彼女の両親は一晩中、パラスカちゃんを探していた
「この子よ、人間に食べられてしまった女の子。パラスカちゃんという名前だった」
その古びた写真には、4歳ほどのかわいい女の子が写っていた。
「みんなで一緒に幼稚園から帰宅途中のことだった。村に住む、あるおばさんがやってきて、パラスカちゃんを呼び止めたの。私たちは先に帰ったんだけど、彼女はその後も戻ってこなかった。彼女の両親は一晩中、探していたわ。そしたら、あのおばさんの家で見つかったの。パラスカちゃんは、ゆでたお肉になって、皿に盛られていたわ」
ウクライナ中部に住むアンナさん(96)が、かつて目撃した「ホロドモール」の悲劇である。

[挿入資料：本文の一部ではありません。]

// Copyright 2025 The Rustux Authors
//
// Use of this source code is governed by a MIT-style
// license that can be found in the LICENSE file or at
// https://opensource.org/licenses/MIT

//! RPC entrypoint
//!
//! The entrypoint thread runs [`RpcEntrypoint::serve`]: it replies to the
//! previous request and waits for the next one in a single port operation,
//! checks the badge, locks the addressed object through the pool and
//! dispatches into it.
//!
//! [`RpcEntrypoint::dissolve`] may be called from any thread. It unlinks the
//! object first, cancels the entrypoint's blocking operation while the
//! object is being dispatched into, and returns only after it could take
//! the object lock itself. No dispatch into the object starts after that.

use alloc::string::String;
use alloc::sync::Arc;
use alloc::vec::Vec;
use core::sync::atomic::{AtomicBool, AtomicU64, Ordering};

use crate::object::{Badge, Capability, ObjectPool, PoolEntry, PoolGuard};

use super::msgbuf::{ExceptionCode, MsgBuf};
use super::object::{Dispatch, RpcObject};
use super::port::{Incoming, IpcPort};
use super::IpcError;

/// Server thread dispatching requests to managed objects
pub struct RpcEntrypoint<P: IpcPort> {
    name: String,
    port: P,
    pool: ObjectPool<dyn RpcObject>,
    /// Badge being dispatched into, zero while none
    current: AtomicU64,
    active: AtomicBool,
    serving: AtomicBool,
    exit: AtomicBool,
    exited: AtomicBool,
}

impl<P: IpcPort> RpcEntrypoint<P> {
    /// Create an entrypoint on `port`
    ///
    /// Without `start_on_construction` the serve loop waits for
    /// [`Self::activate`] before receiving the first request.
    pub fn new(name: &str, port: P, start_on_construction: bool) -> Self {
        Self {
            name: String::from(name),
            port,
            pool: ObjectPool::new(),
            current: AtomicU64::new(0),
            active: AtomicBool::new(start_on_construction),
            serving: AtomicBool::new(false),
            exit: AtomicBool::new(false),
            exited: AtomicBool::new(false),
        }
    }

    pub fn name(&self) -> &str {
        &self.name
    }

    pub fn port(&self) -> &P {
        &self.port
    }

    /// Start serving after deferred construction
    pub fn activate(&self) {
        self.active.store(true, Ordering::Release);
    }

    pub fn is_active(&self) -> bool {
        self.active.load(Ordering::Acquire)
    }

    /// Register `object` and hand out its capability
    pub fn manage(&self, object: Arc<dyn RpcObject>) -> Result<Capability, IpcError> {
        let cap = self.port.alloc_rpc_cap()?;
        self.pool.insert(cap.clone(), object);
        log::debug!("{}: managing {}", self.name, cap.badge());
        Ok(cap)
    }

    /// Withdraw the object behind `cap`
    ///
    /// Returns false if it was not managed by this entrypoint.
    ///
    /// # Deadlocks
    ///
    /// Waits for any dispatch into the object to finish, so a dispatch must
    /// not dissolve its own object this way. It calls
    /// [`Dispatch::dissolve`] instead.
    pub fn dissolve(&self, cap: &Capability) -> bool {
        let Some(entry) = self.pool.remove(cap.badge()) else {
            return false;
        };
        self.quiesce(&entry);
        log::debug!("{}: dissolved {}", self.name, cap.badge());
        true
    }

    /// Withdraw every managed object
    pub fn dissolve_all(&self) -> usize {
        let entries: Vec<_> = self.pool.remove_all();
        for entry in &entries {
            self.quiesce(entry);
        }
        entries.len()
    }

    /// Wait until no dispatch into `entry` is in flight
    fn quiesce(&self, entry: &Arc<PoolEntry<dyn RpcObject>>) {
        let badge = entry.badge().into_raw();
        loop {
            if let Some(guard) = PoolGuard::try_acquire(entry) {
                drop(guard);
                return;
            }
            if self.current.load(Ordering::Acquire) == badge {
                if let Err(err) = self.port.cancel_blocking() {
                    log::warn!("{}: cancel blocking failed: {}", self.name, err);
                }
            }
            core::hint::spin_loop();
        }
    }

    /// Check if an object is registered under `badge`
    pub fn manages(&self, badge: Badge) -> bool {
        self.pool.contains(badge)
    }

    /// Badge currently dispatched into
    pub fn current(&self) -> Badge {
        Badge::new(self.current.load(Ordering::Acquire))
    }

    /// Serve requests until [`Self::request_exit`] is called
    ///
    /// Runs on the thread the port is bound to.
    pub fn serve(&self) {
        self.serving.store(true, Ordering::Release);
        while !self.is_active() && !self.exit.load(Ordering::Acquire) {
            core::hint::spin_loop();
        }

        log::debug!("{}: serving", self.name);
        let mut reply: Option<MsgBuf> = None;
        while !self.exit.load(Ordering::Acquire) {
            let incoming = match self.port.reply_wait(reply.take().as_ref()) {
                Ok(incoming) => incoming,
                Err(IpcError::BlockingCanceled) => continue,
                Err(err) if err.is_fatal() => {
                    log::error!("{}: receiving failed: {}", self.name, err);
                    break;
                }
                Err(err) => {
                    log::warn!("{}: receiving failed: {}", self.name, err);
                    core::hint::spin_loop();
                    continue;
                }
            };
            reply = self.handle(incoming);
        }

        log::debug!("{}: exited", self.name);
        self.exited.store(true, Ordering::Release);
    }

    /// Dispatch one request; returns the reply unless it was omitted
    fn handle(&self, incoming: Incoming) -> Option<MsgBuf> {
        let Incoming { badge, reply_cap, msg } = incoming;
        let mut output = MsgBuf::new();
        output.set_exception(ExceptionCode::INVALID_OBJECT);

        if msg.local_name() != badge {
            log::warn!(
                "{}: request for {} arrived through {}, dropped",
                self.name,
                msg.local_name(),
                badge
            );
            return Some(output);
        }
        let Some(object) = self.pool.lookup_and_lock(badge) else {
            log::debug!("{}: no object at {}", self.name, badge);
            return Some(output);
        };

        self.current.store(badge.into_raw(), Ordering::Release);
        let mut ctx = Dispatch::new(&self.port, badge, reply_cap);
        let result = object.dispatch(&mut ctx, msg.opcode(), &msg, &mut output);
        if ctx.dissolve_requested() && self.pool.remove(badge).is_some() {
            log::debug!("{}: {} dissolved itself", self.name, badge);
        }
        self.current.store(0, Ordering::Release);
        drop(object);

        match result {
            Ok(code) => output.set_exception(code),
            Err(err) => {
                if err == IpcError::BlockingCanceled {
                    log::debug!("{}: dispatch at {} canceled", self.name, badge);
                } else {
                    log::warn!("{}: dispatch at {} failed: {}", self.name, badge, err);
                }
                output.clear_payload();
                output.set_exception(ExceptionCode::INVALID_OBJECT);
            }
        }
        if ctx.reply_omitted() {
            return None;
        }

        let limit = self.port.max_message_len();
        if output.encoded_len() > limit {
            log::warn!(
                "{}: reply of {} bytes from {} exceeds {} bytes, dropped",
                self.name,
                output.encoded_len(),
                badge,
                limit
            );
            output.clear_payload();
            output.set_exception(ExceptionCode::INVALID_OBJECT);
        }
        Some(output)
    }

    /// Stop the serve loop and wait for it to finish
    ///
    /// Must not be called from the entrypoint thread.
    pub fn request_exit(&self) {
        self.exit.store(true, Ordering::Release);
        while self.serving.load(Ordering::Acquire) && !self.has_exited() {
            if let Err(err) = self.port.cancel_blocking() {
                log::warn!("{}: cancel blocking failed: {}", self.name, err);
                return;
            }
            core::hint::spin_loop();
        }
    }

    pub fn has_exited(&self) -> bool {
        self.exited.load(Ordering::Acquire)
    }
}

「ホロドモール」とは、1932年から1933年頃にかけてウクライナで起きた悲劇。
数百万人が、飢え死にしたとされ、日本語では「飢餓殺人」と呼ばれる。
ホロドモールは、ソ連による過酷な政策が引き起こしたと言われる。当時、工業化を進めていたスターリンは、外貨獲得に躍起だった。5800万トンという、生産可能量をはるかに上回る農作物をノルマに課し、ウクライナに供出させていた。農民たちは、自ら食べる食料までソ連に送り続けざるを得なかった。食糧を失った農民たちは、木の根、犬、ミミズ、靴の革……なんでも食べた。人々は累々と倒れてゆき、全滅する村もあった。
「隣の家のおやじが自分の息子を食ったのだ」
驚くべき証言がいくつも残されている。
「餓死した人が道に倒れているが、誰も気にも留めない」
「町には犬も猫も鼠も、生きたものは一匹も見当たらない。みな食い尽くされている」
「私は実際この眼で見た。隣の家のおやじが自分の息子を食ったのだ」
ある記録には、2505人が人肉を食べたと残る。
実際の数は、それよりもはるかに多いとされている。
深く焼きついた飢餓感は、いまなおウクライナ人から消えることはない。買い物にいくと、食べきれないほど大量の食糧を買い込んでしまい、腐らせてしまう人は現在も多いと聞く。パンくずも、野菜の切れ端さえも残すことができない。ウクライナ史が専門の岡部芳彦・神戸学院大学教授は「国民的なトラウマだ」と指摘する。